▸ **Records shown**:
★ ★ ★

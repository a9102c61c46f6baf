//! Time source for poll loops, so tests can run on virtual time.

use std::thread;
use std::time::{Duration, Instant};

use anyhow::Result;

use crate::core::cancel::CancelToken;

pub trait Clock {
    fn now(&self) -> Instant;
    /// Sleep for `duration`, returning early with `Cancelled` when asked to stop.
    fn sleep(&self, duration: Duration, cancel: &CancelToken) -> Result<()>;
}

pub struct SystemClock;

const SLEEP_SLICE: Duration = Duration::from_millis(250);

impl Clock for SystemClock {
    fn now(&self) -> Instant {
        Instant::now()
    }

    fn sleep(&self, duration: Duration, cancel: &CancelToken) -> Result<()> {
        let deadline = Instant::now() + duration;
        loop {
            cancel.check()?;
            let now = Instant::now();
            if now >= deadline {
                return Ok(());
            }
            thread::sleep(SLEEP_SLICE.min(deadline - now));
        }
    }
}
//! Change submission: commit, push, and open (or adopt) one change request per run.

use anyhow::{Result, bail};
use tracing::{debug, info, instrument, warn};

use crate::core::types::{CreateRequest, RequestRef, RunStatus, SubmissionHandle};
use crate::io::hosting::Hosting;

/// Text shown in the change request description.
#[derive(Debug, Clone)]
pub struct RequestText {
    pub run_id: String,
    pub title: String,
    pub task: String,
}

impl RequestText {
    pub fn body(&self, status_line: &str) -> String {
        format!(
            "Automated change for: **{}**\n\nRun: `{}`\nStatus: {}\n\n<details><summary>Task</summary>\n\n{}\n\n</details>\n",
            self.title,
            self.run_id,
            status_line,
            self.task.trim()
        )
    }
}

pub struct SubmissionGateway<'a, H: Hosting> {
    host: &'a H,
    text: RequestText,
    handle: Option<SubmissionHandle>,
    /// A create call failed without a definitive answer; look up before retrying.
    lookup_before_create: bool,
}

impl<'a, H: Hosting> SubmissionGateway<'a, H> {
    pub fn new(host: &'a H, text: RequestText) -> Self {
        Self {
            host,
            text,
            handle: None,
            lookup_before_create: false,
        }
    }

    pub fn handle(&self) -> Option<&SubmissionHandle> {
        self.handle.as_ref()
    }

    /// Commit pending changes on `branch`, push, and return the run's change request.
    ///
    /// The request is created at most once per run; later calls reuse it.
    #[instrument(skip_all, fields(branch, iteration))]
    pub fn submit(&mut self, branch: &str, iteration: u32) -> Result<SubmissionHandle> {
        self.host.ensure_branch(branch)?;
        let committed = self.host.record_change(&format!(
            "factory: {} (iteration {iteration})",
            self.text.title
        ))?;
        debug!(committed, "change recorded");
        self.host.push(branch)?;
        let head = self.host.head_commit()?;
        debug!(head = %head, "pushed");

        if let Some(handle) = &mut self.handle {
            debug!(number = handle.number, "reusing change request");
            handle.head = head;
            return Ok(handle.clone());
        }
        let handle = self.open_or_adopt(branch, head)?;
        self.handle = Some(handle.clone());
        Ok(handle)
    }

    fn open_or_adopt(&mut self, branch: &str, head: String) -> Result<SubmissionHandle> {
        if self.lookup_before_create
            && let Some(existing) = self.host.get_request(branch)?
        {
            info!(number = existing.number, "adopting change request from earlier attempt");
            return Ok(handle(branch, existing, false, head));
        }

        let body = self.text.body("in progress");
        match self.host.create_request(branch, &self.text.title, &body) {
            Ok(CreateRequest::Created(created)) => Ok(handle(branch, created, true, head)),
            Ok(CreateRequest::AlreadyExists) => match self.host.get_request(branch)? {
                Some(existing) => {
                    info!(number = existing.number, "adopting existing change request");
                    Ok(handle(branch, existing, false, head))
                }
                None => {
                    self.lookup_before_create = true;
                    bail!("change request for {branch} reported as existing but not found")
                }
            },
            Err(err) => {
                warn!(err = %err, "change request creation failed");
                self.lookup_before_create = true;
                Err(err)
            }
        }
    }

    /// Rewrite the request description with the final status.
    pub fn update_description(
        &self,
        status: RunStatus,
        iterations_used: u32,
        max_iterations: u32,
    ) -> Result<()> {
        let Some(handle) = &self.handle else {
            return Ok(());
        };
        let status_line = format!("{status} after {iterations_used} of {max_iterations} iterations");
        self.host
            .update_request_body(handle.number, &self.text.body(&status_line))
    }
}

fn handle(
    branch: &str,
    request: RequestRef,
    freshly_created: bool,
    head: String,
) -> SubmissionHandle {
    SubmissionHandle {
        branch: branch.to_string(),
        number: request.number,
        url: request.url,
        freshly_created,
        head,
    }
}
//! Post-run evaluation: an external scorer writes `score.json` into the run dir.

use std::path::Path;
use std::process::Command;
use std::time::Duration;

use anyhow::{Context, Result, anyhow, bail};
use jsonschema::Draft;
use serde_json::Value;
use tracing::{debug, info, instrument};

use crate::core::cancel::CancelToken;
use crate::core::types::Score;
use crate::io::process::run_command_with_timeout;

const SCORE_SCHEMA: &str = include_str!("../../schemas/score.schema.json");

pub trait Evaluator {
    /// Score the run whose artifacts live in `run_dir`.
    fn score(&self, run_dir: &Path) -> Result<Score>;
}

/// Runs a scoring command with the run dir as its last argument.
pub struct CommandEvaluator {
    command: Vec<String>,
    timeout: Duration,
    cancel: CancelToken,
}

impl CommandEvaluator {
    pub fn new(command: Vec<String>, timeout: Duration, cancel: CancelToken) -> Self {
        Self {
            command,
            timeout,
            cancel,
        }
    }
}

impl Evaluator for CommandEvaluator {
    #[instrument(skip_all, fields(run_dir = %run_dir.display()))]
    fn score(&self, run_dir: &Path) -> Result<Score> {
        let (program, leading) = self
            .command
            .split_first()
            .ok_or_else(|| anyhow!("evaluator command is empty"))?;
        let mut cmd = Command::new(program);
        cmd.args(leading).arg(run_dir);
        info!(command = ?self.command, "running evaluator");
        let output = run_command_with_timeout(cmd, None, self.timeout, 100_000, &self.cancel)
            .context("run evaluator")?;
        if !output.success() {
            bail!(
                "evaluator failed with status {:?}: {}",
                output.status.code(),
                output.stderr_lossy().trim()
            );
        }
        load_score(&run_dir.join("score.json"))
    }
}

/// Read `score.json`, validating it against the score schema first.
pub fn load_score(path: &Path) -> Result<Score> {
    let raw = std::fs::read_to_string(path).with_context(|| format!("read {}", path.display()))?;
    let instance: Value =
        serde_json::from_str(&raw).with_context(|| format!("parse {}", path.display()))?;
    validate_score_value(&instance)?;
    let score: Score = serde_json::from_value(instance).context("decode score")?;
    debug!(verdict = score.verdict.as_str(), overall = score.overall_score, "score loaded");
    Ok(score)
}

/// Validate a score document against the bundled JSON Schema (Draft 2020-12).
pub fn validate_score_value(instance: &Value) -> Result<()> {
    let schema: Value = serde_json::from_str(SCORE_SCHEMA).context("parse score schema")?;
    let compiled = jsonschema::options()
        .with_draft(Draft::Draft202012)
        .build(&schema)
        .context("compile score schema")?;
    let messages: Vec<String> = compiled
        .iter_errors(instance)
        .map(|err| err.to_string())
        .collect();
    if !messages.is_empty() {
        bail!("score validation failed:\n- {}", messages.join("\n- "));
    }
    Ok(())
}
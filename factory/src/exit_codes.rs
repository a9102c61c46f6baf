//! Stable exit codes for the factory CLI.

/// The run reached a terminal status (success, failed or ci_timeout).
pub const OK: i32 = 0;
/// Invalid arguments or configuration, failed preflight, or an internal error.
pub const INVALID: i32 = 1;
/// The run was interrupted and recorded as cancelled.
pub const CANCELLED: i32 = 130;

★ ★ ★

The line containing "let compiled = jsonschema::options()" marks the start. Repeat it and every line after it to the end of the listing above, exactly.

    let compiled = jsonschema::options()
        .with_draft(Draft::Draft202012)
        .build(&schema)
        .context("compile score schema")?;
    let messages: Vec<String> = compiled
        .iter_errors(instance)
        .map(|err| err.to_string())
        .collect();
    if !messages.is_empty() {
        bail!("score validation failed:\n- {}", messages.join("\n- "));
    }
    Ok(())
}
filename factory/src/exit_codes.rs
repository a9102c61c46f6baf
//! Stable exit codes for the factory CLI.

/// The run reached a terminal status (success, failed or ci_timeout).
pub const OK: i32 = 0;
/// Invalid arguments or configuration, failed preflight, or an internal error.
pub const INVALID: i32 = 1;
/// The run was interrupted and recorded as cancelled.
pub const CANCELLED: i32 = 130;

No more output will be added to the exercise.